Records from a dataset:
▽
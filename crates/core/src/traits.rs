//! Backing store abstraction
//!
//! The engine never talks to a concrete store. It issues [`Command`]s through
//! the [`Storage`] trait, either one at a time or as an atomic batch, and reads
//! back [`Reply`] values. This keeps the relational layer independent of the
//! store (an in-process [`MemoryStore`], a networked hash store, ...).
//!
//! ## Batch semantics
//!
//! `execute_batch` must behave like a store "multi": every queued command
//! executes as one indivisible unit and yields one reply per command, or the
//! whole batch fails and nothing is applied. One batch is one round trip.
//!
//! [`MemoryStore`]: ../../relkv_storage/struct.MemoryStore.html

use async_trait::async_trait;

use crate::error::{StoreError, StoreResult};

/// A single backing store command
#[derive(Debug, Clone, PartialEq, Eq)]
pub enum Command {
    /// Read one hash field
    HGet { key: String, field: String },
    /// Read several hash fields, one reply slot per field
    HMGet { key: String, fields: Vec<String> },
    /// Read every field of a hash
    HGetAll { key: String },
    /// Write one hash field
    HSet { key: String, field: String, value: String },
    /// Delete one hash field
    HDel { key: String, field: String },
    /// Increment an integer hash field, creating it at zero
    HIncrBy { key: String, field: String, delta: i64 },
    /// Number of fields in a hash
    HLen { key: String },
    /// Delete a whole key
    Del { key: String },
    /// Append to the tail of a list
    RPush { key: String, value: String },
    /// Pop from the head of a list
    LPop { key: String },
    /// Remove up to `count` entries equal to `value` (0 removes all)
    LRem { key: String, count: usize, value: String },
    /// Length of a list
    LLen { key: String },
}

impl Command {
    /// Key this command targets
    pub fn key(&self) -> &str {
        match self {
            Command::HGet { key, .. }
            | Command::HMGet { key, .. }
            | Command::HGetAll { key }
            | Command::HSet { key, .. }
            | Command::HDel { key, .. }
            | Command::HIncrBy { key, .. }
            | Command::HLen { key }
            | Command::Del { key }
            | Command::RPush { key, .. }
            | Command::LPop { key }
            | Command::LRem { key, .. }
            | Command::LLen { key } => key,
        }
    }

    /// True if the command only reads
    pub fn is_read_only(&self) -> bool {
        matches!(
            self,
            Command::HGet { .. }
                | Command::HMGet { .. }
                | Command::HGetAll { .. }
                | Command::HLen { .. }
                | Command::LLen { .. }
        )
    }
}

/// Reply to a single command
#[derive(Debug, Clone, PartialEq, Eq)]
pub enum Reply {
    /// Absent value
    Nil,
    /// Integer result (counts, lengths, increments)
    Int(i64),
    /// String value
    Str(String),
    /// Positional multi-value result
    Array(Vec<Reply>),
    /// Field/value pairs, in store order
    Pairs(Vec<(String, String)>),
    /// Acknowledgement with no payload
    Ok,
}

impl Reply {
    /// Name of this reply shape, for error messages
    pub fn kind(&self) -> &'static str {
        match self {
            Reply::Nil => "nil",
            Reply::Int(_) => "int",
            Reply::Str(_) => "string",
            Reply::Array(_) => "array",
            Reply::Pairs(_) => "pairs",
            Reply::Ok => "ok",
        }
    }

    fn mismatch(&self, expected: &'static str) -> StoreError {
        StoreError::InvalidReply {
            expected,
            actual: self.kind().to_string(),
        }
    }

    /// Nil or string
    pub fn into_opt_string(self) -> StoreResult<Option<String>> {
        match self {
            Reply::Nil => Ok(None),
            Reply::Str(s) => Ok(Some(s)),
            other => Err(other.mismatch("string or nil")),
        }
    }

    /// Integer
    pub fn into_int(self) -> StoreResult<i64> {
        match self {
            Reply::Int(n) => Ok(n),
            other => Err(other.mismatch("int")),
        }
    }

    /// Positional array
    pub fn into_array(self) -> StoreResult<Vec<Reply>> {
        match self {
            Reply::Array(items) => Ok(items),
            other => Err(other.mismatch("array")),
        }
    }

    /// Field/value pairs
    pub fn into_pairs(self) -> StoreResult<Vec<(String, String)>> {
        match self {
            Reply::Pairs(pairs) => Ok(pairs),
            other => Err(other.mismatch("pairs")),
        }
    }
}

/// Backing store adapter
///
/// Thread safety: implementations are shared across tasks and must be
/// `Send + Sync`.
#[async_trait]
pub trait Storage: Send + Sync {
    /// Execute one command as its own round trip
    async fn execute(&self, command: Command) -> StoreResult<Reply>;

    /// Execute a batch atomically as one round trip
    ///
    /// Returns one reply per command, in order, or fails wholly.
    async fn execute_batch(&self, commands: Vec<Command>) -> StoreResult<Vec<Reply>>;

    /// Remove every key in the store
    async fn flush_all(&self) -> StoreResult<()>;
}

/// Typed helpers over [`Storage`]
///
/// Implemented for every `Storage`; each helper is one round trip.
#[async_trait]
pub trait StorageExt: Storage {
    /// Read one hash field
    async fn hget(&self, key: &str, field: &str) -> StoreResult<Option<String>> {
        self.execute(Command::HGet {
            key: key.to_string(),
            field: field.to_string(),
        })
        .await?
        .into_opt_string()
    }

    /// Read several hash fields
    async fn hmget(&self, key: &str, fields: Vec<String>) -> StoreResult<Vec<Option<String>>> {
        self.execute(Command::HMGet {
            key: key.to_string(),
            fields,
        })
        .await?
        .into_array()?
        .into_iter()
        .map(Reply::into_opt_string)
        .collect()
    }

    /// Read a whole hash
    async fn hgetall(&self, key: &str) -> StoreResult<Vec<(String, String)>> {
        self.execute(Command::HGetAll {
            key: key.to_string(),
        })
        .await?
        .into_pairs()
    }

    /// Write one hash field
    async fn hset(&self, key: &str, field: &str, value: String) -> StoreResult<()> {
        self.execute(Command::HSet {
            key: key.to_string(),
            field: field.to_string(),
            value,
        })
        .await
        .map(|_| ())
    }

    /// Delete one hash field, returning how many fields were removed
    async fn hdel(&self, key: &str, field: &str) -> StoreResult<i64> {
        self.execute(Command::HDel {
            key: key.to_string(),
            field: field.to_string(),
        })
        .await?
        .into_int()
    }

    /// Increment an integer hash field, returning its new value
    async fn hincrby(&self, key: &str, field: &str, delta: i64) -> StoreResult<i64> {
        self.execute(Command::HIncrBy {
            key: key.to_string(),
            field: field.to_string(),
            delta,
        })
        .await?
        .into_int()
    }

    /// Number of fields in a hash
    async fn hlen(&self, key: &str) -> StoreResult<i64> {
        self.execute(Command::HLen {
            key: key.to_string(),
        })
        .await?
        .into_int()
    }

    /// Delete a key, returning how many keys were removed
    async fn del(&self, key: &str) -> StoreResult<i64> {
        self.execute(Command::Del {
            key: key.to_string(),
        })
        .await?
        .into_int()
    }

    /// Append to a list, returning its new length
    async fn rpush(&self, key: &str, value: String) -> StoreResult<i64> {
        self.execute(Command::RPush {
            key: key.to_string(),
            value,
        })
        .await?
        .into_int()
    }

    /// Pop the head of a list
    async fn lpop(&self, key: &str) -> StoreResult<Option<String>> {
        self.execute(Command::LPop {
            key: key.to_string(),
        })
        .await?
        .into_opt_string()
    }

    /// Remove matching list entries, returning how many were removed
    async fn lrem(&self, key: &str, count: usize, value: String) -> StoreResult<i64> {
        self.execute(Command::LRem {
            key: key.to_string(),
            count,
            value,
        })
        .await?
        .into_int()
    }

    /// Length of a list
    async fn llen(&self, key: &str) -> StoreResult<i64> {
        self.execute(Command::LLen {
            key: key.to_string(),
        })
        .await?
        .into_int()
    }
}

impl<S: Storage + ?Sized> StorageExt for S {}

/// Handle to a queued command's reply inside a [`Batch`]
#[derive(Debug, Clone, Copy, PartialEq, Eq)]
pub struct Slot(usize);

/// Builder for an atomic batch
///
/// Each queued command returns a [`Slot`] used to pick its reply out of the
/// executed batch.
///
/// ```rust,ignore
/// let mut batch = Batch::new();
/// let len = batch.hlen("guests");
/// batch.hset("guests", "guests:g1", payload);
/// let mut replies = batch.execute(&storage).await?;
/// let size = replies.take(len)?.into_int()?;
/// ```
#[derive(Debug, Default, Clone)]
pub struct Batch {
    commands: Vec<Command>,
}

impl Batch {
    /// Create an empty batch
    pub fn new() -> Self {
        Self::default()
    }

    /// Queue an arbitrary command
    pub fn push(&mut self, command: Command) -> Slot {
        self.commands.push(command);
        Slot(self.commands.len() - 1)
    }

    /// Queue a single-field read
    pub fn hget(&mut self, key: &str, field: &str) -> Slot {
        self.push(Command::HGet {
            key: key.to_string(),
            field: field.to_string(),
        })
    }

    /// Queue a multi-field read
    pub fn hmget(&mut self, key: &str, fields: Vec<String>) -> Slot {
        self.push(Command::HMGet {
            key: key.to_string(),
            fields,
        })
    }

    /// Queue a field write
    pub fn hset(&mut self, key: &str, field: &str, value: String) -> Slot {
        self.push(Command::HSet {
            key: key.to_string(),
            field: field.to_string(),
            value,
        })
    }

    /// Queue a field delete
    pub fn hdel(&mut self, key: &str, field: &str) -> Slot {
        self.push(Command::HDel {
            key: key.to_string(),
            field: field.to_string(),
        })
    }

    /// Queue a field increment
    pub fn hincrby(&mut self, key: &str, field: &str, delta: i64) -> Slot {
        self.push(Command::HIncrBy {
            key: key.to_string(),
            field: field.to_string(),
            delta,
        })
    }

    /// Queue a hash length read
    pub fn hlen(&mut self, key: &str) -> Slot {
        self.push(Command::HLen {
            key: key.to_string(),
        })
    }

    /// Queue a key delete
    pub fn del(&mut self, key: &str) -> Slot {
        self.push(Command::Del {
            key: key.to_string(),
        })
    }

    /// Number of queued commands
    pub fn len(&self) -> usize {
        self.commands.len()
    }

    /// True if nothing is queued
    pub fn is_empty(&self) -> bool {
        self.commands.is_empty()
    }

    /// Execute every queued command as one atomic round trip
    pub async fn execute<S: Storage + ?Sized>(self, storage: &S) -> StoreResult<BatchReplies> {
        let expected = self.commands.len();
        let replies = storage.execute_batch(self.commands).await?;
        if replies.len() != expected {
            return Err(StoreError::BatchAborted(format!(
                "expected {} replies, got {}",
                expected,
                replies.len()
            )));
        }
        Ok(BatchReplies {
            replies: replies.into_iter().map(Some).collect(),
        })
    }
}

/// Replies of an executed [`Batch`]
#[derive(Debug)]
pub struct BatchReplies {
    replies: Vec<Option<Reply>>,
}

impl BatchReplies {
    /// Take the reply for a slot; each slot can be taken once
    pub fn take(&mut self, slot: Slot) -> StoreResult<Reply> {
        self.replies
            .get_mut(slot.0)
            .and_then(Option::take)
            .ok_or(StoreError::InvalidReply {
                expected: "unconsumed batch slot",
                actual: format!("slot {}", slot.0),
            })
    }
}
△
▽
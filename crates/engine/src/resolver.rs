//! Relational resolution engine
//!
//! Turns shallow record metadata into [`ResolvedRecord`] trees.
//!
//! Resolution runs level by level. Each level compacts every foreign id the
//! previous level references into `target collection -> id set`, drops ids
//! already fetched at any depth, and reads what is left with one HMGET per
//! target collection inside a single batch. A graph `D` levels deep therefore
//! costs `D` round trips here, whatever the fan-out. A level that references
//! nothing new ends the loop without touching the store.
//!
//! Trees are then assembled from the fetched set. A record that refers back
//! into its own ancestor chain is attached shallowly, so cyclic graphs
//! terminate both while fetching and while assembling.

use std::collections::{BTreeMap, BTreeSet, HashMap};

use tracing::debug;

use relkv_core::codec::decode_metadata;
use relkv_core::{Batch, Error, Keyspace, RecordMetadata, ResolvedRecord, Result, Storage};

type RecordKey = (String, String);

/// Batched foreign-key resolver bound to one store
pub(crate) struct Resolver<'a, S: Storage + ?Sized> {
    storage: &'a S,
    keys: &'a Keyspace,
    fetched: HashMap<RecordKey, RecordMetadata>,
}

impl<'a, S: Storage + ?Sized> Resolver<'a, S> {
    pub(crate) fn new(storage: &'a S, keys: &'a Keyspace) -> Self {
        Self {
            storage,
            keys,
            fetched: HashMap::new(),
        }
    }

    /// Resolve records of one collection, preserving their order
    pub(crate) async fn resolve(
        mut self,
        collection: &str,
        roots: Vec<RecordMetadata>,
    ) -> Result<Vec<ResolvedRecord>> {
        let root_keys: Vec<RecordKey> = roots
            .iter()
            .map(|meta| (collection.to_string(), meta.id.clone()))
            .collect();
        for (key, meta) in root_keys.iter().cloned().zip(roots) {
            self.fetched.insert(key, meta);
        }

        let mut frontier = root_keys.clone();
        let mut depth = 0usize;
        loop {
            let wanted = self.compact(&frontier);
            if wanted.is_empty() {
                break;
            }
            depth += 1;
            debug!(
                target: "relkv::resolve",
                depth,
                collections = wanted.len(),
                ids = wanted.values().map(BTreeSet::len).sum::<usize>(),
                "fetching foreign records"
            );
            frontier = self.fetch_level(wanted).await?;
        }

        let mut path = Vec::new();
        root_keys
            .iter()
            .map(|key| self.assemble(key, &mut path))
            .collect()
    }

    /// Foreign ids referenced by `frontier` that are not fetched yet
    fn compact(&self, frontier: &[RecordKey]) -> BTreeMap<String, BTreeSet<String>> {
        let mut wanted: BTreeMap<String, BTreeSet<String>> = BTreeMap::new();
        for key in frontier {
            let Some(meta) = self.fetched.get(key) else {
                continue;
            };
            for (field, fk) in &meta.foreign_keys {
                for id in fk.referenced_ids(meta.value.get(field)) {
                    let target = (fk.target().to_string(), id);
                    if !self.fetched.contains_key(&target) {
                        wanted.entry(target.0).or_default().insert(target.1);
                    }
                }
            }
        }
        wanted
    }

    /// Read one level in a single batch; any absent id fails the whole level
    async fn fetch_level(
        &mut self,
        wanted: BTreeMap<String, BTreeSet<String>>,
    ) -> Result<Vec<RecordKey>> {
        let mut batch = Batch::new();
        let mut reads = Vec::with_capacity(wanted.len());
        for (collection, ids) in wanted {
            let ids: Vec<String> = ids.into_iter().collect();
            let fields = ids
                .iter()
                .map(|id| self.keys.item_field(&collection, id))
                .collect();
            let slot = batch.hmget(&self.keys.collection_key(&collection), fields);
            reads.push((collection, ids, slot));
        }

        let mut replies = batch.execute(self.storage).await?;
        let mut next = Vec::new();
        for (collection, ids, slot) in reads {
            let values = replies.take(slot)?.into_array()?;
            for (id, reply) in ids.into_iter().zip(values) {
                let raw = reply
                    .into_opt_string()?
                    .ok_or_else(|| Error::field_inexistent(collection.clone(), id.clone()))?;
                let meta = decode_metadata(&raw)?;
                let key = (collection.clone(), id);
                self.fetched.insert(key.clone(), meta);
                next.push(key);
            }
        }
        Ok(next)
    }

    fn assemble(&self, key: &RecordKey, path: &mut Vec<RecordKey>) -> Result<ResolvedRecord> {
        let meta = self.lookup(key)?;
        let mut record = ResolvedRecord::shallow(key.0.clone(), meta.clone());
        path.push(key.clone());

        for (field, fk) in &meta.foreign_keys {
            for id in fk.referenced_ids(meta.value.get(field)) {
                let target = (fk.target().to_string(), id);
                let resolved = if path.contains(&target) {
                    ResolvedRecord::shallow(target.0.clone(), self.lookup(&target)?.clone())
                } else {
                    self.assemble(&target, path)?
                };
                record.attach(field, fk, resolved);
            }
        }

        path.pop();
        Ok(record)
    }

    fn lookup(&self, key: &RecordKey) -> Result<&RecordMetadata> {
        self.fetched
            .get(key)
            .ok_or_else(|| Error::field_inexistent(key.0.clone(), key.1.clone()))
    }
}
△
▽
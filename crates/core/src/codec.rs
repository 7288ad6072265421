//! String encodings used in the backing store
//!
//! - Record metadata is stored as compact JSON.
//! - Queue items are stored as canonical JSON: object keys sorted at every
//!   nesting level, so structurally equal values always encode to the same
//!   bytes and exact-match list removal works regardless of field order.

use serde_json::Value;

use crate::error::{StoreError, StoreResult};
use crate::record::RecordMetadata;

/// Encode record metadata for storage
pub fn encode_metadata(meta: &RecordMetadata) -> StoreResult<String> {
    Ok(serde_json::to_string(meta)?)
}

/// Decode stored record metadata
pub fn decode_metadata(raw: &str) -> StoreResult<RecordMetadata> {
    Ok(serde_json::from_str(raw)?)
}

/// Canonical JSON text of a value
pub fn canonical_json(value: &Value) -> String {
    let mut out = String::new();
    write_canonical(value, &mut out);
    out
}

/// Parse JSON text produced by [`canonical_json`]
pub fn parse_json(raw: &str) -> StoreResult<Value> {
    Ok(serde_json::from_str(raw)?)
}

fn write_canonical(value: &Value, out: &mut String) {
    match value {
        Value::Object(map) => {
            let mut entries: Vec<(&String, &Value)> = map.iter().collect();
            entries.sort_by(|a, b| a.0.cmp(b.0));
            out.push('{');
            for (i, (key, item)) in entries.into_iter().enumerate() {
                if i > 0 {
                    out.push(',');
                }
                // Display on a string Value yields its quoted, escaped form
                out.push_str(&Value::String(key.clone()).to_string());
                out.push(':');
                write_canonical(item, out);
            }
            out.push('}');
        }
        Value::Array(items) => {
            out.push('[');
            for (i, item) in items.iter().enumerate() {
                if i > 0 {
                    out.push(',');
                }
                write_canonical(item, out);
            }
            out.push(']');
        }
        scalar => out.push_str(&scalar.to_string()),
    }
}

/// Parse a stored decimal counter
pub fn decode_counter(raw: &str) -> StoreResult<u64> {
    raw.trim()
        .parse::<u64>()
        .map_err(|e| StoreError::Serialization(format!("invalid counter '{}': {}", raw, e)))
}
△
Using the data above, repeat exactly the lines that begin at the line with "filename crates/core/src/traits.rs" and end at the line with "must behave like", both ends included.

filename crates/core/src/traits.rs
//! Backing store abstraction
//!
//! The engine never talks to a concrete store. It issues [`Command`]s through
//! the [`Storage`] trait, either one at a time or as an atomic batch, and reads
//! back [`Reply`] values. This keeps the relational layer independent of the
//! store (an in-process [`MemoryStore`], a networked hash store, ...).
//!
//! ## Batch semantics
//!
//! `execute_batch` must behave like a store "multi": every queued command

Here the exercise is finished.